Independent Timber Merchants
- Industry: Retail
- Headquarters: New Zealand
- Area served: New Zealand
- Products: Building supplies
- Website: itm.co.nz

= Independent Timber Merchants =

New Zealand retail co-operative

Independent Timber Merchants or the Independent Timber Merchants Society (usually shortened as ITM) is a New Zealand co-operative of independent building supplies and hardware retailers. Its stores sell a range of products to both tradespeople and consumers, including building supplies, power tools, kitchens and paint.
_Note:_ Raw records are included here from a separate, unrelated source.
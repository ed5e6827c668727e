//! Violation & scoring engine.
//!
//! Every infraction is counted. It is scored only when the cooldown for its
//! kind has elapsed: collisions use a wall-clock window, lane violations
//! share one frame window across all sub-kinds, and speeding alerts use a
//! frame window that re-arms as soon as the vehicle drops back under the
//! limit. The score never goes below zero.

use std::collections::VecDeque;
use std::time::Instant;

use serde::{Deserialize, Serialize};
use tracing::{debug, info};

use crate::classify::{
    LaneViolation, LaneWaypoint, VehiclePose, classify_lane_violation, heading_dot,
};
use crate::config::ScoringConfig;
use crate::cooldown::{FrameCooldown, WallCooldown};
use crate::event::{InfractionEvent, InfractionKind};
use crate::notify::{NotificationRequest, Rgb};
use crate::sound::{SoundCue, SoundRequest};
use crate::ScoringResult;

/// Everything the engine can penalize or alert on.
#[derive(Debug, Clone, Copy, PartialEq, Eq, Hash, Serialize, Deserialize)]
#[serde(rename_all = "snake_case")]
pub enum ViolationKind {
    Collision,
    Lane(LaneViolation),
    Speeding,
}

impl ViolationKind {
    pub fn name(self) -> &'static str {
        match self {
            ViolationKind::Collision => "collision",
            ViolationKind::Lane(LaneViolation::Oncoming) => "oncoming",
            ViolationKind::Lane(LaneViolation::SolidLine) => "solid_line",
            ViolationKind::Lane(LaneViolation::Drift) => "lane_drift",
            ViolationKind::Lane(LaneViolation::Unknown) => "lane_unknown",
            ViolationKind::Speeding => "speeding",
        }
    }
}

/// What an engine call decided.
#[derive(Debug, Clone, Copy, PartialEq, Eq)]
pub enum Outcome {
    /// Points were deducted.
    Penalized { kind: ViolationKind, points: u32 },
    /// Counted, but the kind is still cooling down.
    CoolingDown { kind: ViolationKind },
    /// Visual/audio alert without a penalty.
    Alerted { kind: ViolationKind },
    /// Nothing to report.
    Clear,
}

/// Result of one engine call: the decision plus the feedback to emit.
#[derive(Debug, Clone, PartialEq)]
pub struct Assessment {
    pub outcome: Outcome,
    pub notification: Option<NotificationRequest>,
    pub sound: Option<SoundRequest>,
}

impl Assessment {
    fn quiet(outcome: Outcome) -> Self {
        Self {
            outcome,
            notification: None,
            sound: None,
        }
    }

    pub fn clear() -> Self {
        Self::quiet(Outcome::Clear)
    }

    pub fn points(&self) -> u32 {
        match self.outcome {
            Outcome::Penalized { points, .. } => points,
            _ => 0,
        }
    }

    pub fn is_penalty(&self) -> bool {
        matches!(self.outcome, Outcome::Penalized { .. })
    }
}

/// One recorded collision.
#[derive(Debug, Clone, Copy, PartialEq, Serialize, Deserialize)]
pub struct CollisionRecord {
    pub frame: u64,
    pub intensity: f32,
}

/// Occurrence tallies, counted regardless of cooldowns.
#[derive(Debug, Clone, Copy, Default, PartialEq, Eq, Serialize, Deserialize)]
pub struct InfractionCounters {
    pub collisions: u64,
    pub lane_invasions: u64,
    pub oncoming: u64,
    pub solid_line: u64,
    pub lane_drift: u64,
    pub lane_unknown: u64,
    pub speeding_alerts: u64,
}

impl InfractionCounters {
    fn count_lane(&mut self, violation: LaneViolation) {
        let slot = match violation {
            LaneViolation::Oncoming => &mut self.oncoming,
            LaneViolation::SolidLine => &mut self.solid_line,
            LaneViolation::Drift => &mut self.lane_drift,
            LaneViolation::Unknown => &mut self.lane_unknown,
        };
        *slot = slot.saturating_add(1);
    }
}

/// Cooldown stamps per kind. Cleared with the rest of the run state.
#[derive(Debug, Clone, Copy, PartialEq, Eq)]
pub struct PenaltyCooldowns {
    pub collision: WallCooldown,
    pub lane: FrameCooldown,
    pub speeding: FrameCooldown,
}

/// Score and bookkeeping for one run (one spawned vehicle).
#[derive(Debug, Clone, PartialEq)]
pub struct ScoreState {
    pub current_score: u32,
    pub total_lost_to_collisions: u32,
    pub total_lost_to_lane_violations: u32,
    pub counters: InfractionCounters,
    pub cooldowns: PenaltyCooldowns,
    pub collision_history: VecDeque<CollisionRecord>,
}

impl ScoreState {
    pub fn new(config: &ScoringConfig) -> Self {
        Self {
            current_score: config.initial_score,
            total_lost_to_collisions: 0,
            total_lost_to_lane_violations: 0,
            counters: InfractionCounters::default(),
            cooldowns: PenaltyCooldowns {
                collision: WallCooldown::new(config.collision_cooldown()),
                lane: FrameCooldown::new(config.lane_cooldown_frames),
                speeding: FrameCooldown::new(config.speeding_cooldown_frames),
            },
            collision_history: VecDeque::new(),
        }
    }

    fn deduct(&mut self, points: u32) {
        self.current_score = self.current_score.saturating_sub(points);
    }
}

/// Turns infraction events and vehicle speed into score changes and feedback.
#[derive(Debug, Clone)]
pub struct ViolationEngine {
    config: ScoringConfig,
    state: ScoreState,
}

impl ViolationEngine {
    /// Create an engine with validated tunables.
    ///
    /// # Errors
    ///
    /// Returns [`ScoringError::InvalidConfig`](crate::ScoringError::InvalidConfig)
    /// when the configuration does not validate.
    pub fn new(config: ScoringConfig) -> ScoringResult<Self> {
        config.validate()?;
        Ok(Self {
            state: ScoreState::new(&config),
            config,
        })
    }

    pub fn config(&self) -> &ScoringConfig {
        &self.config
    }

    pub fn state(&self) -> &ScoreState {
        &self.state
    }

    pub fn score(&self) -> u32 {
        self.state.current_score
    }

    /// Score a collision reported at wall-clock time `now`.
    pub fn on_collision(&mut self, event: &InfractionEvent, now: Instant) -> Assessment {
        if event.kind != InfractionKind::Collision {
            debug!(frame = event.frame, kind = ?event.kind, "Ignoring non-collision event");
            return Assessment::clear();
        }
        let state = &mut self.state;
        state.counters.collisions = state.counters.collisions.saturating_add(1);

        if state.collision_history.len() >= self.config.collision_history_capacity {
            state.collision_history.pop_front();
        }
        state.collision_history.push_back(CollisionRecord {
            frame: event.frame,
            intensity: event.intensity(),
        });

        let kind = ViolationKind::Collision;
        if !state.cooldowns.collision.try_fire(now) {
            debug!(frame = event.frame, "Collision within cooldown, not scored");
            return Assessment::quiet(Outcome::CoolingDown { kind });
        }

        let points = self.config.collision_penalty;
        state.deduct(points);
        state.total_lost_to_collisions = state.total_lost_to_collisions.saturating_add(points);
        info!(
            frame = event.frame,
            points,
            intensity = event.intensity(),
            other = event.other_actor.as_deref().unwrap_or("unknown"),
            score = state.current_score,
            "Collision penalty"
        );

        Assessment {
            outcome: Outcome::Penalized { kind, points },
            notification: Some(NotificationRequest::penalty(
                format!("COLLISION! -{points} PTS"),
                Rgb::PENALTY_RED,
            )),
            sound: Some(SoundRequest::new(SoundCue::Collision)),
        }
    }

    /// Score a lane invasion.
    ///
    /// The direction is taken from the event when the backend supplied a
    /// finite value, otherwise computed from `pose` and `waypoint`. Without either the
    /// crossing is classified as [`LaneViolation::Unknown`].
    pub fn on_lane_invasion(
        &mut self,
        event: &InfractionEvent,
        pose: Option<&VehiclePose>,
        waypoint: Option<&LaneWaypoint>,
    ) -> Assessment {
        if event.kind != InfractionKind::LaneCrossing {
            debug!(frame = event.frame, kind = ?event.kind, "Ignoring non-lane event");
            return Assessment::clear();
        }
        let reported = event.direction_dot.filter(|dot| dot.is_finite());
        let direction_dot = reported.or(match (pose, waypoint) {
            (Some(pose), Some(waypoint)) => Some(heading_dot(pose, waypoint)),
            _ => None,
        });
        let violation = classify_lane_violation(
            direction_dot,
            &event.crossed_markings,
            self.config.oncoming_dot_threshold,
        );

        let state = &mut self.state;
        state.counters.lane_invasions = state.counters.lane_invasions.saturating_add(1);
        state.counters.count_lane(violation);

        let kind = ViolationKind::Lane(violation);
        if !state.cooldowns.lane.try_fire(event.frame) {
            debug!(
                frame = event.frame,
                kind = kind.name(),
                "Lane violation within cooldown, not scored"
            );
            return Assessment::quiet(Outcome::CoolingDown { kind });
        }

        let points = self.lane_penalty(violation);
        let state = &mut self.state;
        state.deduct(points);
        state.total_lost_to_lane_violations =
            state.total_lost_to_lane_violations.saturating_add(points);
        info!(
            frame = event.frame,
            kind = kind.name(),
            points,
            dot = direction_dot,
            score = state.current_score,
            "Lane violation penalty"
        );

        let (notification, sound) = match violation {
            LaneViolation::Oncoming => (
                NotificationRequest::critical(
                    format!("ONCOMING LANE! -{points} PTS"),
                    Rgb::ONCOMING_RED,
                ),
                SoundRequest::forced(SoundCue::Oncoming),
            ),
            LaneViolation::SolidLine => (
                NotificationRequest::penalty(
                    format!("SOLID LINE! -{points} PTS"),
                    Rgb::SOLID_ORANGE,
                ),
                SoundRequest::new(SoundCue::SolidLine),
            ),
            LaneViolation::Drift => (
                NotificationRequest::penalty(
                    format!("LANE DRIFT! -{points} PTS"),
                    Rgb::DRIFT_AMBER,
                ),
                SoundRequest::new(SoundCue::LaneDrift),
            ),
            LaneViolation::Unknown => (
                NotificationRequest::penalty(
                    format!("LANE VIOLATION! -{points} PTS"),
                    Rgb::PENALTY_RED,
                ),
                SoundRequest::new(SoundCue::LaneDrift),
            ),
        };

        Assessment {
            outcome: Outcome::Penalized { kind, points },
            notification: Some(notification),
            sound: Some(sound),
        }
    }

    /// Per-tick speed check. Speeding is alert-only and never costs points.
    pub fn on_tick(&mut self, speed_kmh: f32, frame: u64) -> Assessment {
        let kind = ViolationKind::Speeding;
        let speeding = &mut self.state.cooldowns.speeding;

        let over_limit = speed_kmh > self.config.speed_limit_kmh;
        if !over_limit {
            speeding.reset();
            return Assessment::clear();
        }
        if !speeding.try_fire(frame) {
            return Assessment::quiet(Outcome::CoolingDown { kind });
        }

        let counters = &mut self.state.counters;
        counters.speeding_alerts = counters.speeding_alerts.saturating_add(1);
        info!(frame, speed_kmh, limit = self.config.speed_limit_kmh, "Speeding alert");

        Assessment {
            outcome: Outcome::Alerted { kind },
            notification: Some(NotificationRequest::critical(
                "EXCESSIVE SPEED!",
                Rgb::ONCOMING_RED,
            )),
            sound: Some(SoundRequest::new(SoundCue::Speeding)),
        }
    }

    /// Start a new run: initial score, zero totals, all cooldowns cleared.
    pub fn reset(&mut self) {
        self.state = ScoreState::new(&self.config);
        info!(score = self.state.current_score, "Score reset");
    }

    /// Integer-floored lane penalty for a sub-kind.
    #[expect(
        clippy::cast_sign_loss,
        clippy::cast_possible_truncation,
        reason = "value is finite, positive and clamped to the u32 range"
    )]
    pub fn lane_penalty(&self, violation: LaneViolation) -> u32 {
        let multiplier = violation.multiplier(
            self.config.oncoming_multiplier,
            self.config.solid_line_multiplier,
        );
        let scaled = f64::from(self.config.lane_base_penalty) * f64::from(multiplier);
        if scaled.is_finite() && scaled > 0.0 {
            scaled.floor().min(f64::from(u32::MAX)) as u32
        } else {
            0
        }
    }
}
The co-operative is the largest group of independent trade merchants in New Zealand. It is the second largest supplier of timber to the New Zealand building industry after Fletcher Building subsidiary PlaceMakers. There are 95 ITM member stores around New Zealand, including 16 in Auckland.

==History==

===1990s===

The Independent Timber Merchants Society was formed in 1991, with six founding stores in the Northland Region.
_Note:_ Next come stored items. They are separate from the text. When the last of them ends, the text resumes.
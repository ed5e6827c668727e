//! Port traits for the external collaborators of a driving session.
//!
//! The session only needs a small capability surface from the simulator:
//! spawn a vehicle, attach sensors that report asynchronously, apply a
//! control command, query kinematics and advance time. Display, audio and
//! controller polling are separate ports so each can be replaced or faked
//! on its own.

use serde::{Deserialize, Serialize};
use simdrive_errors::BackendError;
use simdrive_input::{ControlCommand, HardwareState, KeyboardState};
use simdrive_scoring::{
    ActiveNotification, LaneWaypoint, NotificationRequest, SoundCue, VehiclePose,
};

use crate::dashboard::DashboardSnapshot;
use crate::sensor::{SensorId, SensorKind, SensorSink};

/// Backend actor identifier.
pub type ActorId = u64;

/// World-space vector in meters (or meters per second).
#[derive(Debug, Clone, Copy, PartialEq, Default, Serialize, Deserialize)]
pub struct Vector3 {
    pub x: f32,
    pub y: f32,
    pub z: f32,
}

impl Vector3 {
    pub const fn new(x: f32, y: f32, z: f32) -> Self {
        Self { x, y, z }
    }

    pub fn length(self) -> f32 {
        (self.x * self.x + self.y * self.y + self.z * self.z).sqrt()
    }
}

/// A vehicle the backend spawned for the session.
#[derive(Debug, Clone, PartialEq, Eq)]
pub struct SpawnedVehicle {
    pub id: ActorId,
    /// Human-readable name, e.g. `Mercedes Sprinter`.
    pub display_name: String,
}

/// Kinematic state of the player vehicle.
#[derive(Debug, Clone, Copy, PartialEq, Default)]
pub struct VehicleState {
    pub velocity: Vector3,
    pub pose: VehiclePose,
}

impl VehicleState {
    /// Velocity magnitude in m/s.
    pub fn speed(&self) -> f32 {
        self.velocity.length()
    }
}

/// Physics parameters used by the dashboard.
#[derive(Debug, Clone, Copy, PartialEq, Default)]
pub struct VehiclePhysics {
    pub max_rpm: f32,
}

/// Simulation engine capability interface.
///
/// Calls returning [`BackendError::ConnectionLost`] end the session; every
/// other error is handled locally by the caller.
pub trait SimulationBackend {
    /// Spawn the player vehicle from a blueprint id.
    fn spawn_vehicle(&mut self, blueprint: &str) -> Result<SpawnedVehicle, BackendError>;

    /// Attach a sensor to `actor`. The backend reports readings through `sink`
    /// from whatever thread it likes until the sensor is detached.
    fn attach_sensor(
        &mut self,
        actor: ActorId,
        kind: SensorKind,
        sink: SensorSink,
    ) -> Result<SensorId, BackendError>;

    /// Stop and destroy a sensor. The backend must drop its sink.
    fn detach_sensor(&mut self, sensor: SensorId) -> Result<(), BackendError>;

    fn destroy_actor(&mut self, actor: ActorId) -> Result<(), BackendError>;

    fn apply_control(
        &mut self,
        actor: ActorId,
        command: &ControlCommand,
    ) -> Result<(), BackendError>;

    /// Hand driving over to the backend's own traffic manager, or take it back.
    fn set_autopilot(&mut self, actor: ActorId, enabled: bool) -> Result<(), BackendError>;

    fn vehicle_state(&self, actor: ActorId) -> Result<VehicleState, BackendError>;

    /// Nearest driving-lane waypoint, `None` when off the road network.
    fn lane_waypoint(&self, actor: ActorId) -> Option<LaneWaypoint>;

    fn physics(&self, actor: ActorId) -> Option<VehiclePhysics>;

    /// Advance one simulation step and return the new frame number.
    fn advance(&mut self) -> Result<u64, BackendError>;
}

/// Renders notifications and the dashboard. Layout is up to the implementation.
pub trait DisplayPort {
    /// Called once per notification when it is posted.
    fn show(&mut self, request: &NotificationRequest);

    /// Called once per tick with the dashboard and the active notifications,
    /// bottom to top.
    fn render_dashboard(
        &mut self,
        snapshot: &DashboardSnapshot,
        notifications: &[&ActiveNotification],
    );
}

pub trait AudioPort {
    /// Play a cue that already passed its cooldown gate.
    fn play(&mut self, cue: SoundCue);
}

/// Controller polling.
pub trait InputPort {
    /// Refresh device state. Called once at the start of every tick.
    fn poll(&mut self);

    /// Controller state, `None` when no controller is attached.
    fn hardware(&self) -> Option<&dyn HardwareState>;

    fn keyboard(&self) -> KeyboardState;
}

/// Display port that drops everything.
#[derive(Debug, Default, Clone, Copy)]
pub struct NullDisplay;

impl DisplayPort for NullDisplay {
    fn show(&mut self, _request: &NotificationRequest) {}

    fn render_dashboard(
        &mut self,
        _snapshot: &DashboardSnapshot,
        _notifications: &[&ActiveNotification],
    ) {
    }
}

/// Audio port that drops everything.
#[derive(Debug, Default, Clone, Copy)]
pub struct NullAudio;

impl AudioPort for NullAudio {
    fn play(&mut self, _cue: SoundCue) {}
}

/// Input port with no controller and no keys held.
#[derive(Debug, Default, Clone, Copy)]
pub struct NoInput;

impl InputPort for NoInput {
    fn poll(&mut self) {}

    fn hardware(&self) -> Option<&dyn HardwareState> {
        None
    }

    fn keyboard(&self) -> KeyboardState {
        KeyboardState::default()
    }
}

/// The non-backend collaborators of a session.
pub struct SessionPorts {
    pub display: Box<dyn DisplayPort>,
    pub audio: Box<dyn AudioPort>,
    pub input: Box<dyn InputPort>,
}

impl SessionPorts {
    pub fn new(
        display: impl DisplayPort + 'static,
        audio: impl AudioPort + 'static,
        input: impl InputPort + 'static,
    ) -> Self {
        Self {
            display: Box::new(display),
            audio: Box::new(audio),
            input: Box::new(input),
        }
    }

    /// Ports that discard output and report no input.
    pub fn headless() -> Self {
        Self::new(NullDisplay, NullAudio, NoInput)
    }
}

impl std::fmt::Debug for SessionPorts {
    fn fmt(&self, f: &mut std::fmt::Formatter<'_>) -> std::fmt::Result {
        f.debug_struct("SessionPorts").finish_non_exhaustive()
    }
}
The society was registered as a company in 1993.

In 1999, there were 89 ITM stores around the country.

===2000s===

In 2003, there were 80 ITM stores.

===2010s===

Picton ITM experienced a downturn in demand for building supplies following the 2011 Christchurch earthquake. It responded in 2013 by expanding into the production of steel framing for clients in Canterbury and around the country, including schools.

In 2019, there were 94 ITM stores.

The timber yard at the Kopu store near Thames was gutted by fire in November 2019. No one was injured in the fire.

===2020s===

In mid-2020 a cat who had been living in the Marton store for ten years disappeared for several months. The SPCA investigated reports the store manager had abandoned the cat in the countryside after it became a nuisance. The cat was relocated to New Plymouth before disappearing again.

In February 2021, a new ITM franchisee opened in Dunedin.

In March 2021, Carter Holt Harvey stopped selling structural timber to ITM due to a global timber shortage, leaving member stores short of stock. Some builders were affected, while some were able to source their timber from other sources instead. ITM criticised Carter Holt Harvey's decision to continue supplying timber to its rival PlaceMakers. By May, builders were waiting six months for building supplies; the owner of the Hawke's Bay and Gisborne ITM stores blamed the closure of sawmills coinciding with a rapid growth in the construction sector.

In September 2021, one person was injured when a Stratford ITM truck rolled outside Stratford.

In March 2022, Fletcher Building sought clearance from the Commerce Commission to purchase Tumu Merchants Limited, including a timber plant in Hastings and ITM stores in Gisborne, Napier, Hastings, Havelock North, Dannevirke and Masterton. At the time, Fletcher already owned a timber plant in Taupō and ITM rival PlaceMakers. In July, the Commission cleared the purchase after the stores left the ITM group. In its determination, the Commission stated there would still be local competition and ITM would still have a significant network of stores in New Zealand.

==Sponsorships==

ITM has purchased the naming rights for sports events, including the NPC rugby tournament, Auckland SuperSprint motorsport event, and Hamilton 400 motorsport event.

ITM has sponsored the TV3 and Discovery Channel fishing programme ITM Fishing Show, which featured on The Late Show With David Letterman. It also sponsored the 2017 Prime reboot ITM Hook Me up!.

The Independent Timber Merchants Society sponsors a regional apprenticeship competition in 20 locations around the country. The first round of the competition was held in 2022.